_What you are asked to do_. Copy each line of the entries below that contains the string "InvalidArgument".

_Record excerpts_.
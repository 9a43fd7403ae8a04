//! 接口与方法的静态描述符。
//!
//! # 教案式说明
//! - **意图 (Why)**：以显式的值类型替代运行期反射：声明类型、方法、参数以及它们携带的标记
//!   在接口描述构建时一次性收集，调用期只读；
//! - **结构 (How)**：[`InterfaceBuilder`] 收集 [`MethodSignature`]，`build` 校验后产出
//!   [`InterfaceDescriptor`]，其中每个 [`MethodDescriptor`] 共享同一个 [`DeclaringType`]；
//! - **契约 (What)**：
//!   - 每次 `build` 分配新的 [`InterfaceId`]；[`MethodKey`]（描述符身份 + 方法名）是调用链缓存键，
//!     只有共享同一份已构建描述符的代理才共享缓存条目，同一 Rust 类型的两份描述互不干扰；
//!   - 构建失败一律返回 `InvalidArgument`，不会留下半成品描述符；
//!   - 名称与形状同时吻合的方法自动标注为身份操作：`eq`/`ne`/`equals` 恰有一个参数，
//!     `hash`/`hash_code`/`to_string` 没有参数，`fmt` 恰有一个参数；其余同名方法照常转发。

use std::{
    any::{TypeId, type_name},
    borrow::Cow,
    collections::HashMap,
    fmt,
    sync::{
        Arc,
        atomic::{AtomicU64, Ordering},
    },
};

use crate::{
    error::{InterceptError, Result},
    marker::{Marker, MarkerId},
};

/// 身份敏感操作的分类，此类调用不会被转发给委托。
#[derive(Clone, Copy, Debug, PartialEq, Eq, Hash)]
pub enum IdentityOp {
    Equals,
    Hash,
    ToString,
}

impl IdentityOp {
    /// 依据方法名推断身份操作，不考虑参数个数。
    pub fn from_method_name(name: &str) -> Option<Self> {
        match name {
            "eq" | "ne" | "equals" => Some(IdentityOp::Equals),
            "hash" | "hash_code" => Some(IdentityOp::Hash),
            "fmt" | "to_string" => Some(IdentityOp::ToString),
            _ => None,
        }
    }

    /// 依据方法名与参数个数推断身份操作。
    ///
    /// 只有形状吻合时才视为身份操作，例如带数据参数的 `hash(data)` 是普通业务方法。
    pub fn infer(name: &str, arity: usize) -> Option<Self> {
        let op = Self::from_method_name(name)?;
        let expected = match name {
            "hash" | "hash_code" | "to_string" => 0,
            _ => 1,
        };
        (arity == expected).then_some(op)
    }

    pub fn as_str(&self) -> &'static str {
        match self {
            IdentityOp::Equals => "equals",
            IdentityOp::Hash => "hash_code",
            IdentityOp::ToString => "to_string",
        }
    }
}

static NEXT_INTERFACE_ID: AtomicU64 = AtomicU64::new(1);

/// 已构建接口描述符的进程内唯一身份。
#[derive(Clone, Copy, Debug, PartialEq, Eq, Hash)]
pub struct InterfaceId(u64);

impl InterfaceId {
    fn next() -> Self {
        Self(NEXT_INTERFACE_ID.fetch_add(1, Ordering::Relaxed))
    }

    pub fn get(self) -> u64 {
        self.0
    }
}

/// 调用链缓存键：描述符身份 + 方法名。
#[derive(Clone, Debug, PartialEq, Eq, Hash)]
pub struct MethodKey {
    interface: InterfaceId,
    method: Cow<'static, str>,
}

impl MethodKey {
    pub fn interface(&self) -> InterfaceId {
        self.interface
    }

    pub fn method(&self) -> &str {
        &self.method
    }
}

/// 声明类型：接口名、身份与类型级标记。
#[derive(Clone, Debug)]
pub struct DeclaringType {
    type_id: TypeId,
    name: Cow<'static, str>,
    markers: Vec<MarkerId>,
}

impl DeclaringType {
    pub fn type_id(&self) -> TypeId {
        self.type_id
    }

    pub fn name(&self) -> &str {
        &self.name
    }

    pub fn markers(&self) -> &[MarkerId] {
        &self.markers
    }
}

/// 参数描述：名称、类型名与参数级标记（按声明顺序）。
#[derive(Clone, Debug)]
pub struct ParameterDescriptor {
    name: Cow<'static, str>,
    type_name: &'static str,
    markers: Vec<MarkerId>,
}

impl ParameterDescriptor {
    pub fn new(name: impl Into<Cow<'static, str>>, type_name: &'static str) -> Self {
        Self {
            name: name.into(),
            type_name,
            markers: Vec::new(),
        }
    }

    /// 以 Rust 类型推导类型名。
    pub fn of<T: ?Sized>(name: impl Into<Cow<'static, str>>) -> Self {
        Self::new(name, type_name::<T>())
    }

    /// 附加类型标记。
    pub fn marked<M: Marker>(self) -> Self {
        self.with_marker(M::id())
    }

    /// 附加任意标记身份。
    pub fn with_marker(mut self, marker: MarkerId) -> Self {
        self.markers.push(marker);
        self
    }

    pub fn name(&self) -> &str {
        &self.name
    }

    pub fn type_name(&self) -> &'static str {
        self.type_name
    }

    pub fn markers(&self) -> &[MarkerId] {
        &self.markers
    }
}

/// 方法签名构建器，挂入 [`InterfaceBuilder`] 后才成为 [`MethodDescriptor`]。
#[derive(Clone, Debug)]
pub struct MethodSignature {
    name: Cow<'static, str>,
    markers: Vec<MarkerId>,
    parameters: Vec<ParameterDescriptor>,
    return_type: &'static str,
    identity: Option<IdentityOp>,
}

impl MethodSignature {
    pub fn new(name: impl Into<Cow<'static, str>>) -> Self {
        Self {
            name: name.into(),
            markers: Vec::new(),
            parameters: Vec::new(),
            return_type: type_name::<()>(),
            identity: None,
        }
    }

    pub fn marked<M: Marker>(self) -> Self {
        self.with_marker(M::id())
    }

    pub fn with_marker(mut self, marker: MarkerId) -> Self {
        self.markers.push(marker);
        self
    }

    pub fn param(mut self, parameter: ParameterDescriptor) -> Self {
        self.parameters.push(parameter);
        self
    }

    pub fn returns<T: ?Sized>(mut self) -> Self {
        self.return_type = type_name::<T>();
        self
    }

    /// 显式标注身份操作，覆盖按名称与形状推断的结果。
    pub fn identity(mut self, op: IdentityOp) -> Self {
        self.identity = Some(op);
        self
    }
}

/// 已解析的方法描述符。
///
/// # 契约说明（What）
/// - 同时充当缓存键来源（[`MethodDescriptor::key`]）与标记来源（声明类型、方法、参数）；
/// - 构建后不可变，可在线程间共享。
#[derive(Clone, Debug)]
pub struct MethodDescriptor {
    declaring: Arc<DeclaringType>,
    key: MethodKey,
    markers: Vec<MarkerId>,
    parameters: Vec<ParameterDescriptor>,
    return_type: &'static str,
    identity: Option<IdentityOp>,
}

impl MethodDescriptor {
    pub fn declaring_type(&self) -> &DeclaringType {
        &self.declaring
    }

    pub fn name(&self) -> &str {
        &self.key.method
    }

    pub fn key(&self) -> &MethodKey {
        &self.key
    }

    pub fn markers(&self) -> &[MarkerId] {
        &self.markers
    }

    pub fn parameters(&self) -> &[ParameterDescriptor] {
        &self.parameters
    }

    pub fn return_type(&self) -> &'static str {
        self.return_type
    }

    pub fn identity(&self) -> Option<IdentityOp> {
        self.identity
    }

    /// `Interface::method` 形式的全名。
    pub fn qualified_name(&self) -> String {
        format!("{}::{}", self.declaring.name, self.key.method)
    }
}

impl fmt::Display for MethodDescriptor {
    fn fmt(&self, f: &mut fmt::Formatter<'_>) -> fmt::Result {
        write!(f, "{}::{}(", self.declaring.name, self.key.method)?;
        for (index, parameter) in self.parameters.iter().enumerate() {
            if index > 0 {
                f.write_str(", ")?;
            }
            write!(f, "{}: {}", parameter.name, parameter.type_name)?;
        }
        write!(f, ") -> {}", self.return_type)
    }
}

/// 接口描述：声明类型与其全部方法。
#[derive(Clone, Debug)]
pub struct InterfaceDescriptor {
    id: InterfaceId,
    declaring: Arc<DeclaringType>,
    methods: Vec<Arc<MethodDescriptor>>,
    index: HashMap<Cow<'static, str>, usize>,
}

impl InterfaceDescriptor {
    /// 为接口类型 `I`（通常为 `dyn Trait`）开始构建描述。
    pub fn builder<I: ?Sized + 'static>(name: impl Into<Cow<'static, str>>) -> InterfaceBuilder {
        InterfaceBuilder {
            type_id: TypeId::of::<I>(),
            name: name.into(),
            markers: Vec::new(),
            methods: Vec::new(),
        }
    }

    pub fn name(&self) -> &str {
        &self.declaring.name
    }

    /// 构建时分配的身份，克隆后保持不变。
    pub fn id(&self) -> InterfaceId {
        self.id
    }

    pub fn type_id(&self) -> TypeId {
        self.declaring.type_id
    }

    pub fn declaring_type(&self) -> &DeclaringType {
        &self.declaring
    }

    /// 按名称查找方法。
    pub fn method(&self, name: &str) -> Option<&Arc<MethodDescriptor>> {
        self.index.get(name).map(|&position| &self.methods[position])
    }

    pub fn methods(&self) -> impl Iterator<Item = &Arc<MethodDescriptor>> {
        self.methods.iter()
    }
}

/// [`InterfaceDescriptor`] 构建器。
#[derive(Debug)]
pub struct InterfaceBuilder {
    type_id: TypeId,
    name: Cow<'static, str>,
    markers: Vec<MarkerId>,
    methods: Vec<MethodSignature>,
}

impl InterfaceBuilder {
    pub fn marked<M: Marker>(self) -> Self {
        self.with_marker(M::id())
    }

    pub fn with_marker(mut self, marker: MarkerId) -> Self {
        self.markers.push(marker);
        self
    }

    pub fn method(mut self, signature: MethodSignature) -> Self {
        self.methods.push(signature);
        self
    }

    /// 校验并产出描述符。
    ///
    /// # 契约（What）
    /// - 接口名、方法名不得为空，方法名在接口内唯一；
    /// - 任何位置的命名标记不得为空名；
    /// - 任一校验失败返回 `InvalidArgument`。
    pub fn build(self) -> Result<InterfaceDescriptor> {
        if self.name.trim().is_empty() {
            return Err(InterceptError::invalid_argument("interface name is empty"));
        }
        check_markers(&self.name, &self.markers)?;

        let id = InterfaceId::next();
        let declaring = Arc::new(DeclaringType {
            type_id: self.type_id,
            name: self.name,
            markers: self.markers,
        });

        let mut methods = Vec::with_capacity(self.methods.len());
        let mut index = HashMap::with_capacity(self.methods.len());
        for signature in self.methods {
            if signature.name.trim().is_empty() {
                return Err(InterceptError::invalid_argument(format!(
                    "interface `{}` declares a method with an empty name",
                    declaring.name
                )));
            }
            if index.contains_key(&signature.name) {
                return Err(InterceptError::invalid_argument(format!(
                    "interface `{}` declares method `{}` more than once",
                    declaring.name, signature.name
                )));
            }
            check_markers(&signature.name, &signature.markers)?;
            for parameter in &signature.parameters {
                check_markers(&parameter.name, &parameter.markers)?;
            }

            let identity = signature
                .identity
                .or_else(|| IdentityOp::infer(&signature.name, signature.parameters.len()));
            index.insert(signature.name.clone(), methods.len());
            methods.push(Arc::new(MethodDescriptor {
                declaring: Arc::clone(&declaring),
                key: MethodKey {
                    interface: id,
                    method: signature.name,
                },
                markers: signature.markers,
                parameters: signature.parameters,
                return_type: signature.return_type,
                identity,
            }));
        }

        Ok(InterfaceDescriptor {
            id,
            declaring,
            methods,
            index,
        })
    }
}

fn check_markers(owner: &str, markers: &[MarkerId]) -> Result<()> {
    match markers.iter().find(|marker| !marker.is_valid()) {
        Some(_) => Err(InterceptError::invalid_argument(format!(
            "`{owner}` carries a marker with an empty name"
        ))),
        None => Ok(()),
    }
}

_Finished task_.
//!   - 构建失败一律返回 `InvalidArgument`，不会留下半成品描述符；
    /// - 任一校验失败返回 `InvalidArgument`。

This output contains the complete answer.